Existing project (preserves all user code):

just-makeit perf

Once perf = true is recorded in just-makeit.toml, every subsequent init and add inherits it automatically.


jm_perf.h — compiler-hint macros

Macro Effect
JM_FORCEINLINE Forces inlining; eliminates call overhead on hot functions.
JM_HOT Marks a function as performance-critical.
JM_LIKELY(x) Hints that x is almost always true.
JM_UNLIKELY(x) Hints that x is almost never true.
JM_RESTRICT Asserts no pointer aliasing; enables freer vectorisation.
JM_ALIGNED(n) Aligns a variable or struct field to n bytes.

All macros expand to safe no-ops on unknown compilers. On x86, jm_perf.h also includes <immintrin.h> so SIMD intrinsics are available without an extra include.


JM_DEFINE_STEPS — the dispatch macro

JM_DEFINE_STEPS stamps out <fn>_steps() — the outer dispatch loop — so you never write it by hand.

Generic form

JM_DEFINE_STEPS(fn, state_t, sample_t, LENGTH, BATCH, CHUNK)
Parameter Concern Meaning
fn Name prefix; resolves fn##_step() and fn##_step_batch()
state_t State struct type
sample_t Per-sample type (e.g. float complex)
LENGTH algorithm History depth: samples held in state->delay[]
BATCH parallelism SIMD width in samples
CHUNK tuning Samples per scratch-buffer fill

LENGTH, BATCH, and CHUNK must be integer constant expressions (no VLA).

What gets generated:

  • On AVX-512: fills a stack-resident scratch buffer (L1-resident, LENGTH + CHUNK samples), calls fn##_step_batch() in strides of BATCH, then falls through to the scalar tail via fn##_step().
  • Everywhere else: loops directly over fn##_step().

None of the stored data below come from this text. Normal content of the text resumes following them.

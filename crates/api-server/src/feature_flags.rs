use serde::Serialize;

pub const FEATURE_AUTH: &str = "FEATURE_AUTH";

#[derive(Debug, Clone, Serialize)]
#[serde(rename_all = "camelCase")]
pub struct FeatureFlagsSnapshot {
    pub auth: bool,
}

/// Interpret a boolean switch, falling back to `default` when unset or unrecognized.
pub fn parse_flag(raw: Option<&str>, default: bool) -> bool {
    match raw {
        Some(raw) => match raw.trim().to_ascii_lowercase().as_str() {
            "1" | "true" | "yes" | "on" => true,
            "0" | "false" | "no" | "off" => false,
            _ => default,
        },
        None => default,
    }
}

#[cfg(test)]
mod tests {
    use super::*;

    #[test]
    fn recognizes_common_spellings() {
        for raw in ["1", "true", "YES", " on "] {
            assert!(parse_flag(Some(raw), false));
        }
        for raw in ["0", "False", "no", "OFF"] {
            assert!(!parse_flag(Some(raw), true));
        }
    }

    #[test]
    fn falls_back_to_default() {
        assert!(parse_flag(None, true));
        assert!(!parse_flag(Some("maybe"), false));
    }
}
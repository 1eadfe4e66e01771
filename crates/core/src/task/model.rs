//! Task model definitions

use std::fmt;

use chrono::NaiveDate;
use serde::{Deserialize, Serialize};

use crate::Error;

/// Display name used for tasks without an assignee
pub const UNASSIGNED_LABEL: &str = "N/A";

/// Number of tasks shown by the dashboard preview
pub const DEFAULT_UPCOMING_LIMIT: usize = 5;

/// A task deadline in fixed-width `YYYY-MM-DD` form
///
/// Kept as text so storage and wire format match; since the format is
/// fixed-width and zero-padded, string order equals date order.
#[derive(Debug, Clone, PartialEq, Eq, PartialOrd, Ord, Hash, Serialize, Deserialize)]
#[serde(try_from = "String", into = "String")]
pub struct Deadline(String);

impl Deadline {
    pub fn parse(raw: &str) -> crate::Result<Self> {
        let raw = raw.trim();
        let date = NaiveDate::parse_from_str(raw, "%Y-%m-%d")
            .map_err(|_| Error::InvalidInput(format!("Invalid deadline '{}'", raw)))?;
        let canonical = date.format("%Y-%m-%d").to_string();
        if canonical != raw {
            return Err(Error::InvalidInput(format!(
                "Deadline must be written as YYYY-MM-DD, got '{}'",
                raw
            )));
        }
        Ok(Self(canonical))
    }

    pub fn as_str(&self) -> &str {
        &self.0
    }
}

impl TryFrom<String> for Deadline {
    type Error = Error;

    fn try_from(value: String) -> Result<Self, Self::Error> {
        Self::parse(&value)
    }
}

impl From<Deadline> for String {
    fn from(value: Deadline) -> Self {
        value.0
    }
}

impl fmt::Display for Deadline {
    fn fmt(&self, f: &mut fmt::Formatter<'_>) -> fmt::Result {
        f.write_str(&self.0)
    }
}

/// A persisted task
#[derive(Debug, Clone, PartialEq, Eq, Serialize, Deserialize)]
pub struct Task {
    pub id: i64,
    pub title: String,
    pub description: Option<String>,
    pub deadline: Deadline,
    pub completed: bool,
    pub assigned_employee_id: Option<i64>,
}

/// A task joined with its assignee's display name
#[derive(Debug, Clone, PartialEq, Eq, Serialize, Deserialize)]
pub struct TaskWithAssignee {
    #[serde(flatten)]
    pub task: Task,
    pub assignee_name: Option<String>,
}

impl TaskWithAssignee {
    /// Assignee name, or [`UNASSIGNED_LABEL`] when nobody is assigned
    pub fn assignee_label(&self) -> &str {
        self.assignee_name.as_deref().unwrap_or(UNASSIGNED_LABEL)
    }
}

/// Data for inserting a new task
#[derive(Debug, Clone)]
pub struct NewTask {
    pub title: String,
    pub description: Option<String>,
    pub deadline: Deadline,
    pub completed: bool,
    pub assigned_employee_id: Option<i64>,
}

impl NewTask {
    /// Create a pending, unassigned task
    pub fn new(title: impl Into<String>, deadline: Deadline) -> Self {
        Self {
            title: title.into(),
            description: None,
            deadline,
            completed: false,
            assigned_employee_id: None,
        }
    }

    /// Set the description
    pub fn with_description(mut self, description: impl Into<String>) -> Self {
        self.description = Some(description.into());
        self
    }

    /// Assign to an employee
    pub fn with_assignee(mut self, employee_id: i64) -> Self {
        self.assigned_employee_id = Some(employee_id);
        self
    }

    /// Set the completion flag
    pub fn with_completed(mut self, completed: bool) -> Self {
        self.completed = completed;
        self
    }
}

/// Partial update
///
/// `None` keeps the stored value. For the clearable fields, `Some(None)`
/// clears the value and `Some(Some(_))` sets it.
#[derive(Debug, Clone, Default)]
pub struct TaskUpdate {
    pub title: Option<String>,
    pub description: Option<Option<String>>,
    pub deadline: Option<Deadline>,
    pub completed: Option<bool>,
    pub assigned_employee_id: Option<Option<i64>>,
}

impl TaskUpdate {
    pub fn is_empty(&self) -> bool {
        self.title.is_none()
            && self.description.is_none()
            && self.deadline.is_none()
            && self.completed.is_none()
            && self.assigned_employee_id.is_none()
    }

    /// The assignee this update sets, if it sets one
    pub fn new_assignee(&self) -> Option<i64> {
        self.assigned_employee_id.flatten()
    }

    /// Write the supplied fields onto `task`
    pub fn apply_to(self, task: &mut Task) {
        if let Some(title) = self.title {
            task.title = title;
        }
        if let Some(description) = self.description {
            task.description = description;
        }
        if let Some(deadline) = self.deadline {
            task.deadline = deadline;
        }
        if let Some(completed) = self.completed {
            task.completed = completed;
        }
        if let Some(assignee) = self.assigned_employee_id {
            task.assigned_employee_id = assignee;
        }
    }
}

/// Listing filter with a simple offset/limit window
#[derive(Debug, Clone, Copy, Default, PartialEq, Eq)]
pub struct TaskFilter {
    pub assigned_employee_id: Option<i64>,
    pub completed: Option<bool>,
    pub offset: Option<u32>,
    pub limit: Option<u32>,
}

impl TaskFilter {
    pub fn all() -> Self {
        Self::default()
    }

    /// Only tasks assigned to `employee_id`
    pub fn assigned_to(employee_id: i64) -> Self {
        Self {
            assigned_employee_id: Some(employee_id),
            ..Self::default()
        }
    }

    /// Only tasks with the given completion state
    pub fn with_completed(mut self, completed: bool) -> Self {
        self.completed = Some(completed);
        self
    }

    /// Restrict to a window of the ordered result
    pub fn with_window(mut self, offset: Option<u32>, limit: Option<u32>) -> Self {
        self.offset = offset;
        self.limit = limit;
        self
    }
}
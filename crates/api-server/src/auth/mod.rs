//! Authorization layer: password hashing, bearer tokens and access checks.

mod extract;
mod jwt;
pub mod password;
mod policy;
mod service;

pub use jwt::TokenIssuer;
pub use policy::{ensure_access, Caller};
pub use service::{AuthError, AuthService, Registration};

The three constants are the only coupling between layers. You write step(). You optionally write step_batch() for SIMD. JM_DEFINE_STEPS owns the rest.

Convention: state->delay[0..LENGTH-1] is the delay line, delay[0] = newest.


FIR filter example

In the component header — define the constants and the SIMD kernel:

#define FIR_TAPS   16              /* algorithm:   number of coefficients       */
#define FIR_LENGTH (FIR_TAPS - 1)  /* history:     samples held in delay[]      */
#define FIR_BATCH  8               /* parallelism: AVX-512 complex samples/call */

#ifdef __AVX512F__
JM_FORCEINLINE JM_HOT void
fir_filter_step_batch(
    fir_filter_state_t     *state,
    const float complex    *window,
    float complex          *out)
{
    __m512 vg  = _mm512_set1_ps(state->gain);
    __m512 acc = _mm512_setzero_ps();
    for (int k = 0; k < FIR_TAPS; k++) {
        __m512 vx = _mm512_loadu_ps((const float *)(window + FIR_LENGTH - k));
        acc = _mm512_fmadd_ps(_mm512_set1_ps(state->coeffs[k]), vx, acc);
    }
    _mm512_storeu_ps((float *)out, _mm512_mul_ps(acc, vg));
}
#endif

FIR_LENGTH is what the macro sees — the history depth. FIR_TAPS is the FIR-specific concept; step_batch() loops over it, and the window index FIR_LENGTH - k reaches back exactly TAPS samples (index 0 = oldest history, index FIR_LENGTH = current sample).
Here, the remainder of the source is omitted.